Directions for this task » The answer is a stretch of the material below, returned exactly: the line containing "set of policies.", the line containing "impl Default for", and all lines between.

====== Source data

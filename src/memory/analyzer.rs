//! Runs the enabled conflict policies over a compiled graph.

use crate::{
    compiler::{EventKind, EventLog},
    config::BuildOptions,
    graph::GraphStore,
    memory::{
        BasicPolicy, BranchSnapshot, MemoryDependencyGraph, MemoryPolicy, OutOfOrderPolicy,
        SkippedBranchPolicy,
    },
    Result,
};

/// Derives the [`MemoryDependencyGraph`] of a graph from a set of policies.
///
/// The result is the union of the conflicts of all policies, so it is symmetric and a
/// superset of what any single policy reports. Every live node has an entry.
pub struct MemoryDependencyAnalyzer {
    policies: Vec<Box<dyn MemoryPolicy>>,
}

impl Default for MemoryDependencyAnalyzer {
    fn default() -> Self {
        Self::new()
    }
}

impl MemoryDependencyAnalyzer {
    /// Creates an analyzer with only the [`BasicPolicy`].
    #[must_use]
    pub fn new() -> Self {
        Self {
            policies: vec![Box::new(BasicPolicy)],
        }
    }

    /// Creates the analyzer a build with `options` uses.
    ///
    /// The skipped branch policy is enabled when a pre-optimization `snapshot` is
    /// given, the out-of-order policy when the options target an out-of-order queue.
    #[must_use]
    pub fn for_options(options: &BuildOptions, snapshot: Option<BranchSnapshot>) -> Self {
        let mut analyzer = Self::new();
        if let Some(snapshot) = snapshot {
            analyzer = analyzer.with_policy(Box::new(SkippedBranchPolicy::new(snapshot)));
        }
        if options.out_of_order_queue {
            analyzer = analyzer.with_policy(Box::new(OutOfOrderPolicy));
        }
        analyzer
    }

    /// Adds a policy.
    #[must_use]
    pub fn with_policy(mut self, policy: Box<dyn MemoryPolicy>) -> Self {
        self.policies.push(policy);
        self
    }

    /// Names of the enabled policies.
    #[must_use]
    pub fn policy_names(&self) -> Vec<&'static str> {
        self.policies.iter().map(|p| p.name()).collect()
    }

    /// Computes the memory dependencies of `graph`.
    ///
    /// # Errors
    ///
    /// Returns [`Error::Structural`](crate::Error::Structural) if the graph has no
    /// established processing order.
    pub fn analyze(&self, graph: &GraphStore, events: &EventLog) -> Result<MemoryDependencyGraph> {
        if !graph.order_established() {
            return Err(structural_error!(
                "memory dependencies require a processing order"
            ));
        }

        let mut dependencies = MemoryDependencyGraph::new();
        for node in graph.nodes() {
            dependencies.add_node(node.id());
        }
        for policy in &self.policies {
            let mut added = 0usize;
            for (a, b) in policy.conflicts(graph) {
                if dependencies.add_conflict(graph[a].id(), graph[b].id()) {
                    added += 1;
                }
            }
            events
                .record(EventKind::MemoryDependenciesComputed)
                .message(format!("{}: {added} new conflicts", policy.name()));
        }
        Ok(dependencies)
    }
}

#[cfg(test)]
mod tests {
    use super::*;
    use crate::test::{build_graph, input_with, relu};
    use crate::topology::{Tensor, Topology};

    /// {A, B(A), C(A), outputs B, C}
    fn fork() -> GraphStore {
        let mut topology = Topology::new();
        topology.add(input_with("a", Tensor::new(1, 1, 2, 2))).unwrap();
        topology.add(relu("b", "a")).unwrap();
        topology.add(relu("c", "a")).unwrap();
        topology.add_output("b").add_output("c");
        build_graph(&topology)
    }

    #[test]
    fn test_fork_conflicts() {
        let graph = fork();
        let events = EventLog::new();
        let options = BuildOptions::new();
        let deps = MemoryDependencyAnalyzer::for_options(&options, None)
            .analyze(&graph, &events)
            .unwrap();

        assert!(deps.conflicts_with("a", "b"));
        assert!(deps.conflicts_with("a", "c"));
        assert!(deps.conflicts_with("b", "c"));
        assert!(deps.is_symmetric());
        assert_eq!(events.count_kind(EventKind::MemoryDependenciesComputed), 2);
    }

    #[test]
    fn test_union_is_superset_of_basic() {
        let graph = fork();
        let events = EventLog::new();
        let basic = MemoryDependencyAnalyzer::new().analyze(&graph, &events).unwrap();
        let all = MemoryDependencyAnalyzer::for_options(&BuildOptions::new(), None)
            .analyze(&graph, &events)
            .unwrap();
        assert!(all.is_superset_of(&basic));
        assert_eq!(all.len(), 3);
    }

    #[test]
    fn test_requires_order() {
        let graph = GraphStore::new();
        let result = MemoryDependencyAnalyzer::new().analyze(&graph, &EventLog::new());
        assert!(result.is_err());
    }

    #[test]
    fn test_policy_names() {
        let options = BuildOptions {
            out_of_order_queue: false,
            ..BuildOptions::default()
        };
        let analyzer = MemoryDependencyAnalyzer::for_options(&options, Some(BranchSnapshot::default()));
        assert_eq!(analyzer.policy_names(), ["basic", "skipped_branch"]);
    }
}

============
====== Source data

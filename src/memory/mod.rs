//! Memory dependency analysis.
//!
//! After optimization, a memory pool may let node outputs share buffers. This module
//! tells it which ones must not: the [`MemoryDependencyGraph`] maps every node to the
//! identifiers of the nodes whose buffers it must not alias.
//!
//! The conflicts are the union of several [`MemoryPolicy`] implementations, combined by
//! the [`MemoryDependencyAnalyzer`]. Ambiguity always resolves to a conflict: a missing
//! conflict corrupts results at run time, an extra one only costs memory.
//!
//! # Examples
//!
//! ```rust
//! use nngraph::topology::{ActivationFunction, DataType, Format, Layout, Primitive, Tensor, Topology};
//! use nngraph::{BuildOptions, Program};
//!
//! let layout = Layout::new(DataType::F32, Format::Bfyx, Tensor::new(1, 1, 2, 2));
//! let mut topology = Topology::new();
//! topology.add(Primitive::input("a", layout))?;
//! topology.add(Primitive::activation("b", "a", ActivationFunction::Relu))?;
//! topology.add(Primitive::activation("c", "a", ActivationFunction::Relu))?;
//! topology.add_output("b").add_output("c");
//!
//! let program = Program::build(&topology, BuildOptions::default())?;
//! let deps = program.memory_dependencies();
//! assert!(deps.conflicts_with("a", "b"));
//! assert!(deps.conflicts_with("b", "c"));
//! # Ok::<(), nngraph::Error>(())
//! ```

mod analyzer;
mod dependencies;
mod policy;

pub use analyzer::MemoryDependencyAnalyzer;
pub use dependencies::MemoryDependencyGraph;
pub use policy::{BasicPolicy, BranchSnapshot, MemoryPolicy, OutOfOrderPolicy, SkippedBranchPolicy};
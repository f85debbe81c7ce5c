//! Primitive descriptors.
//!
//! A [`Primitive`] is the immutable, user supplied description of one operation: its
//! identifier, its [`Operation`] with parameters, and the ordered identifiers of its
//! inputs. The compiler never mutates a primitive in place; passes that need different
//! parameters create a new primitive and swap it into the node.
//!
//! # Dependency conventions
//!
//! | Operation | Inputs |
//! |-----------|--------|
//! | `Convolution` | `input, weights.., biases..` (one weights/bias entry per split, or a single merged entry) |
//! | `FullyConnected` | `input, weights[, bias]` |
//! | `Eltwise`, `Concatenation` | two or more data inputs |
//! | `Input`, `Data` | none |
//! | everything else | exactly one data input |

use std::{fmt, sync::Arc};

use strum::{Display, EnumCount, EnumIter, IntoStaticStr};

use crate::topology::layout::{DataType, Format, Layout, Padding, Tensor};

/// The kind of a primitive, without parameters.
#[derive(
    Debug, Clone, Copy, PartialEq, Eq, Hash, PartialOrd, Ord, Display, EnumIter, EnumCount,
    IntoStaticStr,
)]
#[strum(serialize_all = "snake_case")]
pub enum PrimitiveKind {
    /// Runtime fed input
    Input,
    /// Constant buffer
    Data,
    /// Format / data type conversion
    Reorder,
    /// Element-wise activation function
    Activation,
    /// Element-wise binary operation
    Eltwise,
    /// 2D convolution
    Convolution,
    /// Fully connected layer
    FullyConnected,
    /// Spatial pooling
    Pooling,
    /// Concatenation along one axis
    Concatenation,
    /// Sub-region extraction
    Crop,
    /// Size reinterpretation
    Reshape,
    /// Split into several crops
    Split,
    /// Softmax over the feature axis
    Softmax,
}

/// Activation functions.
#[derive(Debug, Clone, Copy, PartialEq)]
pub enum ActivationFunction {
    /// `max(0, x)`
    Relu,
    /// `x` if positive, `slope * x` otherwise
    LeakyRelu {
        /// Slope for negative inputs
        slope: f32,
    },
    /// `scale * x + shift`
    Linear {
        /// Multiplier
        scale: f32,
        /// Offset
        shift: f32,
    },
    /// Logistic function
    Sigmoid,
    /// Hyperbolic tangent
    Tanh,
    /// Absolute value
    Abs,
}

============

Answer section »
/// Derives the [`MemoryDependencyGraph`] of a graph from a set of policies.
///
/// The result is the union of the conflicts of all policies, so it is symmetric and a
/// superset of what any single policy reports. Every live node has an entry.
pub struct MemoryDependencyAnalyzer {
    policies: Vec<Box<dyn MemoryPolicy>>,
}

impl Default for MemoryDependencyAnalyzer {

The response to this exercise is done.